At the end of today's unplanned meditation, my god-self opened up and showed me that my journey is meant to be lived, not controlled. I can control myself, and I should do so, but not in an effort to control other things (and especially not to control the universe). Because I can only control myself, doing so should always be for myself in respect to the free will of others.
And my skills at writing are mainly meant to communicate this journey to others, because I'm so very good at explaining exactly how I feel and think now. Those that struggle to find the words can hear them most clearly, and those that don't understand won't bother reading. Anyone that fights against the words only resonates partially, and is likely struggling with their inner monster to accept the rest in a way harmonious with their true self. And those are the people I have feared the most, that my god-self says likely need me the most.
For so long, I've tried to avoid being hated or used as a scapegoat. I've done fairly well at it, though there's always moments (I mean, the only way completely out is isolation). And now I'm being called to abandon that crusade in exchange for fulfillment. A purpose to the suffering, exchanging my willing vulnerability for a reward I barely understand- but that we all unknowingly seek. And that's the true purpose of this blog. To expose my vulnerabilities as I can allow myself to, for the purpose of experiencing that reward.

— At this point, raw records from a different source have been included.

//! Server assembly and lifecycle.
//!
//! The composition root: every component is constructed here, in the
//! startup order the gateway requires, and torn down in reverse on
//! graceful shutdown. No component reaches for a global — tests build
//! their own instances.

use std::sync::Arc;
use std::time::Duration;

use tokio::sync::mpsc;
use tokio_util::sync::CancellationToken;
use tower_http::cors::{Any, CorsLayer};
use tower_http::trace::TraceLayer;

use crate::api::{self, AppState};
use crate::config::AppConfig;
use crate::engine::EngineManager;
use crate::flavor::FlavorRegistry;
use crate::lifecycle;
use crate::logging::OpTimer;
use crate::memory::MemoryManager;
use crate::plugin::PluginRegistry;
use crate::provider::builtin::OllamaProvider;
use crate::provider::{Provider, ProviderFactory, ProviderHandle};
use crate::scheduler::{Scheduler, SchedulerDeps};
use crate::store::documents::DocumentStore;
use crate::store::Datastore;
use crate::ws::WsConnectionManager;
use crate::{log_banner, log_init_step, log_success};

/// Name of the built-in local engine provider.
pub const BUILTIN_LOCAL_PROVIDER: &str = "local_ollama";

/// Default base URL of the built-in local engine.
pub const BUILTIN_LOCAL_ENGINE_URL: &str = "http://127.0.0.1:11434";

/// Gateway version (from Cargo.toml).
const VERSION: &str = env!("CARGO_PKG_VERSION");

/// Build the full application state in startup order.
pub async fn build_state(
    config: AppConfig,
    shutdown_tx: mpsc::Sender<()>,
) -> anyhow::Result<AppState> {
    let overall = OpTimer::new("server", "build_state");
    log_banner!(
        format!("AOG v{VERSION}"),
        format!("On-device AI gateway - data root {}", config.paths.root_dir.display())
    );

    // [1/8] Flavors: built-in API dialect descriptors.
    let step = OpTimer::new("server", "flavors");
    let flavors = FlavorRegistry::with_builtins();
    log_init_step!(1, 8, "Flavors", format!("{} built-in", flavors.names().len()));
    step.finish();

    // [2/8] Persistent store with migrations, plus the bundled catalogs.
    let step = OpTimer::new("server", "datastore");
    let store = Datastore::open(&config.paths.db_path())?;
    let docs = Arc::new(DocumentStore::bundled());
    log_init_step!(2, 8, "Datastore", format!("{}", config.paths.db_path().display()));
    step.finish();

    // [3/8] Plugin registry and discovery. Discovery registers flavors and
    // writes service-provider rows before anything resolves providers.
    let step = OpTimer::new("server", "plugins");
    let plugin_dir = config.plugins.effective_dir(&config.paths);
    let plugins = Arc::new(PluginRegistry::new(
        plugin_dir.clone(),
        config.plugins.connect_timeout(),
        Duration::from_secs(config.plugins.rescan_interval_secs),
        store.clone(),
        flavors.clone(),
    ));
    let discovered = plugins.discover()?;
    plugins.start_rescan();
    log_init_step!(
        3,
        8,
        "Plugins",
        format!("{discovered} discovered in {}", plugin_dir.display())
    );
    step.finish();

    // [4/8] Composite provider factory: built-ins first, plugins behind.
    let step = OpTimer::new("server", "providers");
    let providers = Arc::new(ProviderFactory::new());
    let local_engine: Arc<dyn Provider> =
        Arc::new(OllamaProvider::new(BUILTIN_LOCAL_PROVIDER, BUILTIN_LOCAL_ENGINE_URL));
    providers.register_builtin(ProviderHandle::from_provider(Arc::clone(&local_engine)));
    providers.set_plugin_resolver(Arc::clone(&plugins) as Arc<dyn crate::provider::ProviderResolver>);
    log_init_step!(4, 8, "Providers", format!("builtin {BUILTIN_LOCAL_PROVIDER} + plugins"));
    step.finish();

    // [5/8] Engine manager: start built-ins, begin keep-alive.
    let step = OpTimer::new("server", "engines");
    let engines = Arc::new(EngineManager::new(providers.builtin_handles()));
    engines.start_engines().await;
    engines.start_keepalive();
    log_init_step!(5, 8, "Engines", format!("{} managed", engines.engines().len()));
    step.finish();

    // [6/8] Model memory manager: per-engine queues and loaders.
    let step = OpTimer::new("server", "memory");
    let memory = MemoryManager::new(config.memory);
    memory.attach_factory(Arc::clone(&providers));
    memory.register_engine(local_engine);
    memory.start_cleaner();
    log_init_step!(
        6,
        8,
        "Memory",
        format!(
            "idle timeout {}s, queue {}",
            config.memory.idle_timeout_secs, config.memory.queue_size
        )
    );
    step.finish();

    // [7/8] Scheduler.
    let step = OpTimer::new("server", "scheduler");
    let ws = WsConnectionManager::new();
    let scheduler = Scheduler::start(SchedulerDeps {
        store: store.clone(),
        flavors: flavors.clone(),
        providers: Arc::clone(&providers),
        memory: Arc::clone(&memory),
        ws: Arc::clone(&ws),
        config: config.scheduler,
    });
    log_init_step!(7, 8, "Scheduler", "event loop running");
    step.finish();

    // [8/8] Shared state for the router.
    let state = AppState {
        config: Arc::new(config),
        store,
        docs,
        flavors,
        providers,
        plugins,
        memory,
        scheduler,
        engines,
        ws,
        pulls: Arc::new(parking_lot::Mutex::new(std::collections::HashMap::new())),
        shutdown_tx,
    };
    log_init_step!(8, 8, "State", "ready");

    overall.finish();
    Ok(state)
}

/// Run the gateway until a signal, a server error, or the shutdown hook.
pub async fn run(config: AppConfig) -> anyhow::Result<()> {
    config.ensure_dirs()?;
    let bind_addr = config.server.bind_addr();
    let shutdown_timeout = Duration::from_secs(config.server.shutdown_timeout_secs);
    let pid_path = config.paths.pid_path();

    let (shutdown_tx, shutdown_rx) = mpsc::channel(1);
    let state = build_state(config, shutdown_tx).await?;

    let app = api::create_router(state.clone())
        .layer(
            CorsLayer::new()
                .allow_origin(Any)
                .allow_methods(Any)
                .allow_headers(Any),
        )
        .layer(TraceLayer::new_for_http());

    let listener = tokio::net::TcpListener::bind(&bind_addr).await?;
    lifecycle::write_pid(&pid_path)?;
    log_success!("Listening on {}", bind_addr);

    let drained = CancellationToken::new();
    let drain_flag = drained.clone();
    let server = axum::serve(listener, app).with_graceful_shutdown(async move {
        shutdown_signal(shutdown_rx).await;
        drain_flag.cancel();
    });

    // Graceful drain bounded by the shutdown timeout.
    let result = tokio::select! {
        r = server => r.map_err(anyhow::Error::from),
        () = async {
            drained.cancelled().await;
            tokio::time::sleep(shutdown_timeout).await;
        } => {
            tracing::warn!("Graceful drain exceeded {shutdown_timeout:?}; closing");
            Ok(())
        }
    };

    // Teardown order: plugins, engines, scheduler, memory, PID.
    state.plugins.shutdown().await;
    state.engines.shutdown().await;
    state.scheduler.shutdown();
    state.memory.shutdown();
    lifecycle::remove_pid(&pid_path);

    tracing::info!("Gateway stopped");
    result
}

/// Resolves when a termination signal or the HTTP shutdown hook fires.
async fn shutdown_signal(mut shutdown_rx: mpsc::Receiver<()>) {
    let ctrl_c = async {
        if let Err(e) = tokio::signal::ctrl_c().await {
            tracing::error!(error = %e, "Failed to install Ctrl+C handler");
            std::future::pending::<()>().await;
        }
    };

    #[cfg(unix)]
    let terminate = async {
        match tokio::signal::unix::signal(tokio::signal::unix::SignalKind::terminate()) {
            Ok(mut signal) => {
                signal.recv().await;
            }
            Err(e) => {
                tracing::error!(error = %e, "Failed to install SIGTERM handler");
                std::future::pending::<()>().await;
            }
        }
    };

    #[cfg(not(unix))]
    let terminate = std::future::pending::<()>();

    tokio::select! {
        () = ctrl_c => tracing::info!("Received Ctrl+C, shutting down"),
        () = terminate => tracing::info!("Received SIGTERM, shutting down"),
        _ = shutdown_rx.recv() => tracing::info!("Shutdown hook fired, shutting down"),
    }
}
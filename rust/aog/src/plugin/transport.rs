//! Plugin subprocess transport.
//!
//! Spawns a plugin executable with piped stdio, performs the magic-cookie
//! handshake, and multiplexes framed RPCs over the pipe. One reader task
//! routes inbound frames to pending calls by correlation id; outbound frames
//! funnel through a writer task so concurrent callers never interleave
//! partial frames.

use std::collections::HashMap;
use std::path::Path;
use std::process::Stdio;
use std::sync::atomic::{AtomicBool, AtomicU64, Ordering};
use std::sync::Arc;
use std::time::Duration;

use futures::{SinkExt, StreamExt};
use parking_lot::Mutex;
use prost::Message;
use tokio::io::{AsyncBufReadExt, BufReader};
use tokio::process::{Child, Command};
use tokio::sync::{mpsc, oneshot};
use tokio_util::codec::{FramedRead, FramedWrite};

use aog_plugin::proto::{BidiMessage, Frame, FrameKind, StreamChunk};
use aog_plugin::{FrameCodec, Handshake, MAGIC_COOKIE_KEY, MAGIC_COOKIE_VALUE};

use crate::error::{GatewayError, Result};

/// Outbound frame queue depth.
const WRITE_QUEUE: usize = 64;

/// Stream chunk queue depth per call.
const STREAM_QUEUE: usize = 32;

/// Where an inbound frame should be delivered.
enum Pending {
    Unary(oneshot::Sender<Result<Frame>>),
    Stream(mpsc::Sender<Result<StreamChunk>>),
    Bidi(mpsc::Sender<BidiMessage>),
}

/// A connected plugin subprocess.
pub struct PluginClient {
    plugin_name: String,
    child: Mutex<Option<Child>>,
    writer: mpsc::Sender<Frame>,
    pending: Arc<Mutex<HashMap<u64, Pending>>>,
    next_id: AtomicU64,
    alive: Arc<AtomicBool>,
}

impl std::fmt::Debug for PluginClient {
    fn fmt(&self, f: &mut std::fmt::Formatter<'_>) -> std::fmt::Result {
        f.debug_struct("PluginClient")
            .field("plugin", &self.plugin_name)
            .field("alive", &self.is_alive())
            .finish_non_exhaustive()
    }
}

impl PluginClient {
    /// Spawn a plugin executable and complete the handshake.
    ///
    /// `executable` is resolved against `plugin_dir`, which also becomes the
    /// child's working directory. The magic cookie and the gateway version
    /// ride in the child environment. A handshake that does not complete
    /// within `connect_timeout` kills the child.
    pub async fn spawn(
        plugin_name: &str,
        plugin_dir: &Path,
        executable: &str,
        connect_timeout: Duration,
    ) -> Result<Self> {
        let exe_path = plugin_dir.join(executable);

        #[cfg(unix)]
        {
            use std::os::unix::fs::PermissionsExt;
            let perms = std::fs::Permissions::from_mode(0o755);
            std::fs::set_permissions(&exe_path, perms).map_err(|e| {
                GatewayError::PluginLoadFailed(format!(
                    "{plugin_name}: chmod {}: {e}",
                    exe_path.display()
                ))
            })?;
        }

        let mut child = Command::new(&exe_path)
            .current_dir(plugin_dir)
            .env(MAGIC_COOKIE_KEY, MAGIC_COOKIE_VALUE)
            .env("AOG_VERSION", env!("CARGO_PKG_VERSION"))
            .stdin(Stdio::piped())
            .stdout(Stdio::piped())
            .stderr(Stdio::piped())
            .kill_on_drop(true)
            .spawn()
            .map_err(|e| {
                GatewayError::PluginLoadFailed(format!(
                    "{plugin_name}: spawn {}: {e}",
                    exe_path.display()
                ))
            })?;

        let stdin = child.stdin.take().expect("stdin piped");
        let stdout = child.stdout.take().expect("stdout piped");
        let stderr = child.stderr.take().expect("stderr piped");

        // Forward plugin stderr into our logs.
        let stderr_name = plugin_name.to_string();
        tokio::spawn(async move {
            let mut lines = BufReader::new(stderr).lines();
            while let Ok(Some(line)) = lines.next_line().await {
                tracing::warn!(plugin = %stderr_name, "{line}");
            }
        });

        // Handshake: first stdout line, bounded by the connect timeout.
        let mut reader = BufReader::new(stdout);
        let mut line = String::new();
        let read = tokio::time::timeout(connect_timeout, reader.read_line(&mut line)).await;
        match read {
            Ok(Ok(n)) if n > 0 => {
                Handshake::parse(&line).map_err(|e| {
                    GatewayError::PluginLoadFailed(format!("{plugin_name}: handshake: {e}"))
                })?;
            }
            Ok(Ok(_)) | Ok(Err(_)) => {
                let _ = child.kill().await;
                return Err(GatewayError::PluginLoadFailed(format!(
                    "{plugin_name}: plugin exited before handshake"
                )));
            }
            Err(_) => {
                let _ = child.kill().await;
                return Err(GatewayError::PluginLoadFailed(format!(
                    "{plugin_name}: handshake timed out after {connect_timeout:?}"
                )));
            }
        }

        let pending: Arc<Mutex<HashMap<u64, Pending>>> = Arc::new(Mutex::new(HashMap::new()));
        let alive = Arc::new(AtomicBool::new(true));

        // Writer task: serialize all outbound frames.
        let (writer_tx, mut writer_rx) = mpsc::channel::<Frame>(WRITE_QUEUE);
        let mut sink = FramedWrite::new(stdin, FrameCodec);
        let writer_name = plugin_name.to_string();
        tokio::spawn(async move {
            while let Some(frame) = writer_rx.recv().await {
                if let Err(e) = sink.send(frame).await {
                    tracing::warn!(plugin = %writer_name, error = %e, "Plugin write failed");
                    return;
                }
            }
        });

        // Reader task: route frames to pending calls.
        let mut source = FramedRead::new(reader, FrameCodec);
        let reader_pending = Arc::clone(&pending);
        let reader_alive = Arc::clone(&alive);
        let reader_name = plugin_name.to_string();
        tokio::spawn(async move {
            while let Some(frame) = source.next().await {
                match frame {
                    Ok(frame) => route_frame(&reader_pending, frame).await,
                    Err(e) => {
                        tracing::warn!(plugin = %reader_name, error = %e, "Plugin read failed");
                        break;
                    }
                }
            }
            reader_alive.store(false, Ordering::SeqCst);
            fail_all(&reader_pending, &reader_name).await;
        });

        Ok(Self {
            plugin_name: plugin_name.to_string(),
            child: Mutex::new(Some(child)),
            writer: writer_tx,
            pending,
            next_id: AtomicU64::new(1),
            alive,
        })
    }

    /// Whether the pipe is still open.
    pub fn is_alive(&self) -> bool {
        self.alive.load(Ordering::SeqCst)
    }

    fn claim_id(&self) -> u64 {
        self.next_id.fetch_add(1, Ordering::SeqCst)
    }

    fn ensure_alive(&self) -> Result<()> {
        if self.is_alive() {
            Ok(())
        } else {
            Err(GatewayError::ProviderUnavailable(format!(
                "{}: plugin process is gone",
                self.plugin_name
            )))
        }
    }

    async fn send(&self, frame: Frame) -> Result<()> {
        self.writer.send(frame).await.map_err(|_| {
            GatewayError::ProviderUnavailable(format!(
                "{}: plugin writer closed",
                self.plugin_name
            ))
        })
    }

    /// Unary RPC: send a request frame, await the correlated response.
    pub async fn request(&self, method: &str, payload: Vec<u8>, timeout: Duration) -> Result<Frame> {
        self.ensure_alive()?;
        let id = self.claim_id();
        let (tx, rx) = oneshot::channel();
        self.pending.lock().insert(id, Pending::Unary(tx));

        if let Err(e) = self.send(Frame::request(id, method, payload)).await {
            self.pending.lock().remove(&id);
            return Err(e);
        }

        match tokio::time::timeout(timeout, rx).await {
            Ok(Ok(result)) => result,
            Ok(Err(_)) => Err(GatewayError::ProviderUnavailable(format!(
                "{}: plugin dropped the call",
                self.plugin_name
            ))),
            Err(_) => {
                self.pending.lock().remove(&id);
                Err(GatewayError::DeadlineExceeded(format!(
                    "{}: {method} after {timeout:?}",
                    self.plugin_name
                )))
            }
        }
    }

    /// Unary RPC with JSON-encoded request and response payloads. Used by
    /// the lifecycle and model-management methods.
    pub async fn request_json<Req, Resp>(
        &self,
        method: &str,
        request: &Req,
        timeout: Duration,
    ) -> Result<Resp>
    where
        Req: serde::Serialize,
        Resp: serde::de::DeserializeOwned,
    {
        let payload = serde_json::to_vec(request)
            .map_err(|e| GatewayError::Internal(format!("encode {method}: {e}")))?;
        let frame = self.request(method, payload, timeout).await?;
        serde_json::from_slice(&frame.payload).map_err(|e| {
            GatewayError::ProviderUnavailable(format!(
                "{}: {method}: malformed plugin response: {e}",
                self.plugin_name
            ))
        })
    }

    /// Server-streaming RPC: send a request frame, receive chunk frames
    /// until one is final or the pipe errors.
    pub async fn request_stream(
        &self,
        method: &str,
        payload: Vec<u8>,
    ) -> Result<mpsc::Receiver<Result<StreamChunk>>> {
        self.ensure_alive()?;
        let id = self.claim_id();
        let (tx, rx) = mpsc::channel(STREAM_QUEUE);
        self.pending.lock().insert(id, Pending::Stream(tx));

        if let Err(e) = self.send(Frame::request(id, method, payload)).await {
            self.pending.lock().remove(&id);
            return Err(e);
        }
        Ok(rx)
    }

    /// Open a bidirectional exchange. The first message must carry
    /// `is_first = true` with the service name and credentials; further
    /// messages go through [`PluginClient::send_bidi`] with the returned id.
    pub async fn open_bidi(
        &self,
        method: &str,
        first: BidiMessage,
    ) -> Result<(u64, mpsc::Receiver<BidiMessage>)> {
        self.ensure_alive()?;
        let id = self.claim_id();
        let (tx, rx) = mpsc::channel(STREAM_QUEUE);
        self.pending.lock().insert(id, Pending::Bidi(tx));

        let mut frame = Frame::request(id, method, first.encode_to_vec());
        frame.kind = FrameKind::BidiMessage as i32;
        if let Err(e) = self.send(frame).await {
            self.pending.lock().remove(&id);
            return Err(e);
        }
        Ok((id, rx))
    }

    /// Send one message on an open bidirectional exchange.
    pub async fn send_bidi(&self, id: u64, message: BidiMessage) -> Result<()> {
        self.ensure_alive()?;
        let mut frame = Frame::response(id, message.encode_to_vec());
        frame.kind = FrameKind::BidiMessage as i32;
        self.send(frame).await
    }

    /// Close a bidirectional exchange and drop its routing entry.
    pub fn close_bidi(&self, id: u64) {
        self.pending.lock().remove(&id);
    }

    /// Kill the subprocess and fail everything in flight.
    pub async fn kill(&self) {
        self.alive.store(false, Ordering::SeqCst);
        let child = self.child.lock().take();
        if let Some(mut child) = child {
            if let Err(e) = child.kill().await {
                tracing::debug!(plugin = %self.plugin_name, error = %e, "Plugin kill");
            }
        }
        fail_all(&self.pending, &self.plugin_name).await;
    }
}

/// Route one inbound frame to its pending call.
///
/// Channel sends happen outside the pending-map lock so a slow consumer
/// never blocks map access, and awaited so no chunk is ever dropped.
async fn route_frame(pending: &Mutex<HashMap<u64, Pending>>, frame: Frame) {
    let id = frame.id;
    match frame.frame_kind() {
        Some(FrameKind::Response) => {
            if let Some(Pending::Unary(tx)) = pending.lock().remove(&id) {
                let _ = tx.send(Ok(frame));
            }
        }
        Some(FrameKind::Error) => {
            let error = classify_plugin_error(&frame.error);
            let removed = pending.lock().remove(&id);
            match removed {
                Some(Pending::Unary(tx)) => {
                    let _ = tx.send(Err(error));
                }
                Some(Pending::Stream(tx)) => {
                    let _ = tx.send(Err(error)).await;
                }
                // Dropping the sender closes the bidi receiver.
                Some(Pending::Bidi(_)) | None => {}
            }
        }
        Some(FrameKind::StreamChunk) => {
            let chunk = match StreamChunk::decode(frame.payload.as_slice()) {
                Ok(chunk) => chunk,
                Err(e) => {
                    let removed = pending.lock().remove(&id);
                    if let Some(Pending::Stream(tx)) = removed {
                        let _ = tx
                            .send(Err(GatewayError::ProviderUnavailable(format!(
                                "malformed stream chunk: {e}"
                            ))))
                            .await;
                    }
                    return;
                }
            };
            let is_final = chunk.is_final;
            let sender = {
                let mut guard = pending.lock();
                match guard.get(&id) {
                    Some(Pending::Stream(tx)) => {
                        let tx = tx.clone();
                        if is_final {
                            guard.remove(&id);
                        }
                        Some(tx)
                    }
                    _ => None,
                }
            };
            if let Some(tx) = sender {
                let _ = tx.send(Ok(chunk)).await;
            }
        }
        Some(FrameKind::BidiMessage) => {
            let message = match BidiMessage::decode(frame.payload.as_slice()) {
                Ok(message) => message,
                Err(_) => return,
            };
            let sender = {
                let guard = pending.lock();
                match guard.get(&id) {
                    Some(Pending::Bidi(tx)) => Some(tx.clone()),
                    _ => None,
                }
            };
            if let Some(tx) = sender {
                let _ = tx.send(message).await;
            }
        }
        Some(FrameKind::Request) | None => {
            tracing::debug!(frame_id = id, kind = frame.kind, "Unexpected frame from plugin");
        }
    }
}

/// Fail every pending call; used when the pipe dies.
async fn fail_all(pending: &Mutex<HashMap<u64, Pending>>, plugin_name: &str) {
    let drained: Vec<Pending> = pending.lock().drain().map(|(_, p)| p).collect();
    for entry in drained {
        let error = GatewayError::ProviderUnavailable(format!("{plugin_name}: plugin exited"));
        match entry {
            Pending::Unary(tx) => {
                let _ = tx.send(Err(error));
            }
            Pending::Stream(tx) => {
                let _ = tx.send(Err(error)).await;
            }
            // Dropping the sender closes the bidi receiver.
            Pending::Bidi(_) => {}
        }
    }
}

/// Classify an error string reported by a plugin.
fn classify_plugin_error(message: &str) -> GatewayError {
    if message.starts_with("panic:") || message.contains("panicked") {
        GatewayError::PluginPanic(message.to_string())
    } else {
        GatewayError::ProviderUnavailable(message.to_string())
    }
}
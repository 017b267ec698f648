//! HTTP API.
//!
//! Management routes live under the versioned base path (`/aog/v0.2`);
//! health and shutdown hooks sit at the root. Handlers stay thin: validate,
//! touch the store, or hand the request to the scheduler.

pub mod invoke;
pub mod model;
pub mod provider;
pub mod response;
pub mod service;

use std::collections::HashMap;
use std::sync::Arc;

use axum::extract::State;
use axum::response::Response;
use axum::routing::{get, post, put};
use axum::Router;
use parking_lot::Mutex;
use tokio::sync::mpsc;
use tokio_util::sync::CancellationToken;

use crate::config::{api_base, AppConfig};
use crate::engine::EngineManager;
use crate::error::Result;
use crate::flavor::FlavorRegistry;
use crate::memory::MemoryManager;
use crate::plugin::PluginRegistry;
use crate::provider::ProviderFactory;
use crate::scheduler::Scheduler;
use crate::store::documents::DocumentStore;
use crate::store::Datastore;
use crate::ws::WsConnectionManager;

use response::ok;

/// Application state shared across all handlers.
#[derive(Clone)]
pub struct AppState {
    /// Application configuration.
    pub config: Arc<AppConfig>,
    /// Persistent rows.
    pub store: Datastore,
    /// Bundled read-only catalogs.
    pub docs: Arc<DocumentStore>,
    /// Flavor facts.
    pub flavors: FlavorRegistry,
    /// Provider resolution.
    pub providers: Arc<ProviderFactory>,
    /// Plugin runtime.
    pub plugins: Arc<PluginRegistry>,
    /// Model memory manager.
    pub memory: Arc<MemoryManager>,
    /// Request scheduler.
    pub scheduler: Arc<Scheduler>,
    /// Local engine manager.
    pub engines: Arc<EngineManager>,
    /// WebSocket connection registry.
    pub ws: Arc<WsConnectionManager>,
    /// In-flight streamed model pulls, by model name.
    pub pulls: Arc<Mutex<HashMap<String, CancellationToken>>>,
    /// Shutdown hook channel; `POST /_internal/shutdown` signals it.
    pub shutdown_tx: mpsc::Sender<()>,
}

impl std::fmt::Debug for AppState {
    fn fmt(&self, f: &mut std::fmt::Formatter<'_>) -> std::fmt::Result {
        f.debug_struct("AppState").finish_non_exhaustive()
    }
}

/// Build the full router: versioned API plus root endpoints.
pub fn create_router(state: AppState) -> Router {
    let api = Router::new()
        // services
        .route("/service/install", post(service::install))
        .route("/service", put(service::update).get(service::list))
        .route("/service/export", post(service::export))
        .route("/service/import", post(service::import))
        // service providers
        .route(
            "/service_provider",
            get(provider::list)
                .post(provider::create)
                .put(provider::update)
                .delete(provider::delete),
        )
        // models
        .route(
            "/model",
            get(model::list).post(model::create).delete(model::delete),
        )
        .route("/model/stream", post(model::stream))
        .route("/model/stream/cancel", post(model::stream_cancel))
        .route("/model/recommend", get(model::recommend))
        .route("/model/support", get(model::support))
        // service invocation
        .route(
            "/services/{service}",
            post(invoke::invoke_service).get(invoke::ws_invoke),
        );

    Router::new()
        .nest(&api_base(), api)
        .route("/health", get(health))
        .route("/version", get(version))
        .route("/engine/health", get(engine_health))
        .route("/engine/version", get(engine_version))
        .route("/_internal/shutdown", post(internal_shutdown))
        .with_state(state)
}

/// `GET /health`.
async fn health() -> Result<Response> {
    Ok(ok(serde_json::json!({"status": "ok"})))
}

/// `GET /version`.
async fn version() -> Result<Response> {
    Ok(ok(serde_json::json!({
        "version": env!("CARGO_PKG_VERSION"),
        "spec_version": crate::config::SPEC_VERSION,
    })))
}

/// `GET /engine/health`.
async fn engine_health(State(state): State<AppState>) -> Result<Response> {
    Ok(ok(state.engines.health().await))
}

/// `GET /engine/version`.
async fn engine_version(State(state): State<AppState>) -> Result<Response> {
    Ok(ok(state.engines.versions().await))
}

/// `POST /_internal/shutdown` — the graceful-shutdown hook for platforms
/// without a usable signal.
async fn internal_shutdown(State(state): State<AppState>) -> Result<Response> {
    tracing::info!("Shutdown requested over HTTP");
    let _ = state.shutdown_tx.send(()).await;
    Ok(ok(serde_json::json!({"stopping": true})))
}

Is it connection? Perhaps I will inspire a community? Or just find emotional depth in listening and spreading compassion to others. Maybe the reward is spiritual fulfillment through purpose and meaning? Who knows. My god-self didn't tell me everything. She just told me enough, and I'm ok with that. For now. lol
Thank you for reading. In these last words, for those that have stayed to read them, I send loving joy and peace: May this blessing follow you throughout your day and brighten the darkness to keep it at bay.